**To do**. Take from the listing each line that has the string "model".

**Information shown**.
*** Begin section ***

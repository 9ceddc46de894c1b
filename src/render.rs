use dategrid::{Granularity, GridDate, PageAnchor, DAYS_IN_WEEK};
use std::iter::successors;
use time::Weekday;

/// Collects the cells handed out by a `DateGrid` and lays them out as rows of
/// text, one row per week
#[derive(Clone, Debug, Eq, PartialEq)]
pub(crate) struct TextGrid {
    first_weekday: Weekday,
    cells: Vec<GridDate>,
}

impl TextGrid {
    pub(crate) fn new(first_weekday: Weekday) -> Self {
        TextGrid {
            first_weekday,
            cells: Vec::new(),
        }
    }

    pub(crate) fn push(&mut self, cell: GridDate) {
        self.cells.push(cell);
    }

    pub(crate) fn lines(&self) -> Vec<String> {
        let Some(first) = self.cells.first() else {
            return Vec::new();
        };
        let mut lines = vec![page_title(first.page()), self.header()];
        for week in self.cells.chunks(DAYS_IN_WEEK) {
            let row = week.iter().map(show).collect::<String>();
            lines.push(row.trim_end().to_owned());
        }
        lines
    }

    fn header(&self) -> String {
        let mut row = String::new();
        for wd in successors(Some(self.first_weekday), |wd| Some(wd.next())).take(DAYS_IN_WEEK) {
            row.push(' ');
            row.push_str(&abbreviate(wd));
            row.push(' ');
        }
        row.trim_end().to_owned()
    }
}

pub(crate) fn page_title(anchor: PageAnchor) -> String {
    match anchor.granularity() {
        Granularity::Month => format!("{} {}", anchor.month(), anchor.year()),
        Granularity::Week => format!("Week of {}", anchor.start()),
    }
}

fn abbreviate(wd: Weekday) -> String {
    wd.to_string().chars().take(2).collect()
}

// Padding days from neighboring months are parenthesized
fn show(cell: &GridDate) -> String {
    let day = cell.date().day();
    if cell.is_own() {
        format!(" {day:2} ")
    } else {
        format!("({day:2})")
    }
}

*** End section ***
*** Begin section ***

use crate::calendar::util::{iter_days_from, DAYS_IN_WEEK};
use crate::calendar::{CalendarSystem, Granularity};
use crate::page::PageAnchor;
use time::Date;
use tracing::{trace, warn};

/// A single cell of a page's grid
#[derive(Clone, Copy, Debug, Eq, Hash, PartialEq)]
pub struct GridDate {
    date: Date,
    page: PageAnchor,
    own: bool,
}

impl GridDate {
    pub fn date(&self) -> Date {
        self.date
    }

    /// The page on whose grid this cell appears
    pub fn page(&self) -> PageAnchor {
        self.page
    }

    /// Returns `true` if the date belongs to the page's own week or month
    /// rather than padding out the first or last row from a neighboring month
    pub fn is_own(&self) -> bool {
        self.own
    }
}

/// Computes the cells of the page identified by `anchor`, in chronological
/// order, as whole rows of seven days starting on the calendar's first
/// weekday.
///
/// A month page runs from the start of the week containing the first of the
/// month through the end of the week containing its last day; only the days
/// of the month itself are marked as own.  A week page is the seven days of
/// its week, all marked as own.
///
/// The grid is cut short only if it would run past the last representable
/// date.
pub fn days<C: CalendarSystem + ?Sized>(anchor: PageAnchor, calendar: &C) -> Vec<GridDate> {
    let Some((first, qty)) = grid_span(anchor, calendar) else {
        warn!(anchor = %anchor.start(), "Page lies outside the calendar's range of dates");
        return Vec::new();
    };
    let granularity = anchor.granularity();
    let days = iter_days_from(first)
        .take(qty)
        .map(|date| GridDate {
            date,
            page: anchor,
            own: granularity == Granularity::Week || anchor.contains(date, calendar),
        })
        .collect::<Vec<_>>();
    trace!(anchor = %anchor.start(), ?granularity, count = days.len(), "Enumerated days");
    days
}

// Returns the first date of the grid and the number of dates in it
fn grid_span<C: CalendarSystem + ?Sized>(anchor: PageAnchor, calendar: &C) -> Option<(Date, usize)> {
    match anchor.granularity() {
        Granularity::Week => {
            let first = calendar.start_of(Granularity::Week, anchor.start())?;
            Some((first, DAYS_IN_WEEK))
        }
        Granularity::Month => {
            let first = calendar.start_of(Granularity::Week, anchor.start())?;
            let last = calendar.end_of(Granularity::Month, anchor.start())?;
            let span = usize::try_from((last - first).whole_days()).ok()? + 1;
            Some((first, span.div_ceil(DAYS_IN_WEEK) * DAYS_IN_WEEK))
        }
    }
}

*** End section ***
*** Begin section ***

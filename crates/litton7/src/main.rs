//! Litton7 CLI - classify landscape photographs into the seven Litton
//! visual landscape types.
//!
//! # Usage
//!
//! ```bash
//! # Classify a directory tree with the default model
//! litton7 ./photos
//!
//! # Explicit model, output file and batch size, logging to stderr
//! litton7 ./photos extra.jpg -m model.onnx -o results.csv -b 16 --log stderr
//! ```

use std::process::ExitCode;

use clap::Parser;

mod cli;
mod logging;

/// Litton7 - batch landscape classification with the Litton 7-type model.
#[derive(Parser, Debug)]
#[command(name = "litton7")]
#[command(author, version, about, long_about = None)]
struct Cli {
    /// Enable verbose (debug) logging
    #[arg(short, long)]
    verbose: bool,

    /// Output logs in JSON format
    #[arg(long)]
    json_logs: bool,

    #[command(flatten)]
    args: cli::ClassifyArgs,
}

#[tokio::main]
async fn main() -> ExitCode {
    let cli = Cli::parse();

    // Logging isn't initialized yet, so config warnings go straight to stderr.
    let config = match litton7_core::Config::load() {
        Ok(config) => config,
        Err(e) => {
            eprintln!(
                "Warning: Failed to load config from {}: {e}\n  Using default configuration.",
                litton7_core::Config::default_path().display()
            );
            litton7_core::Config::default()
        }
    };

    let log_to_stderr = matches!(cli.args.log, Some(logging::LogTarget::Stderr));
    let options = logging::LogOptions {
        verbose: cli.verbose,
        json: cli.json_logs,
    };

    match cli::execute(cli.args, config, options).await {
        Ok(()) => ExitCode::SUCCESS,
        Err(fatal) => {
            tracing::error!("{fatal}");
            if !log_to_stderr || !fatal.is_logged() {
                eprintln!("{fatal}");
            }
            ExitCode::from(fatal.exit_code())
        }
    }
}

*** End section ***

**Your response**.
//! # Classify a directory tree with the default model
//! # Explicit model, output file and batch size, logging to stderr
//! litton7 ./photos extra.jpg -m model.onnx -o results.csv -b 16 --log stderr
/// Litton7 - batch landscape classification with the Litton 7-type model.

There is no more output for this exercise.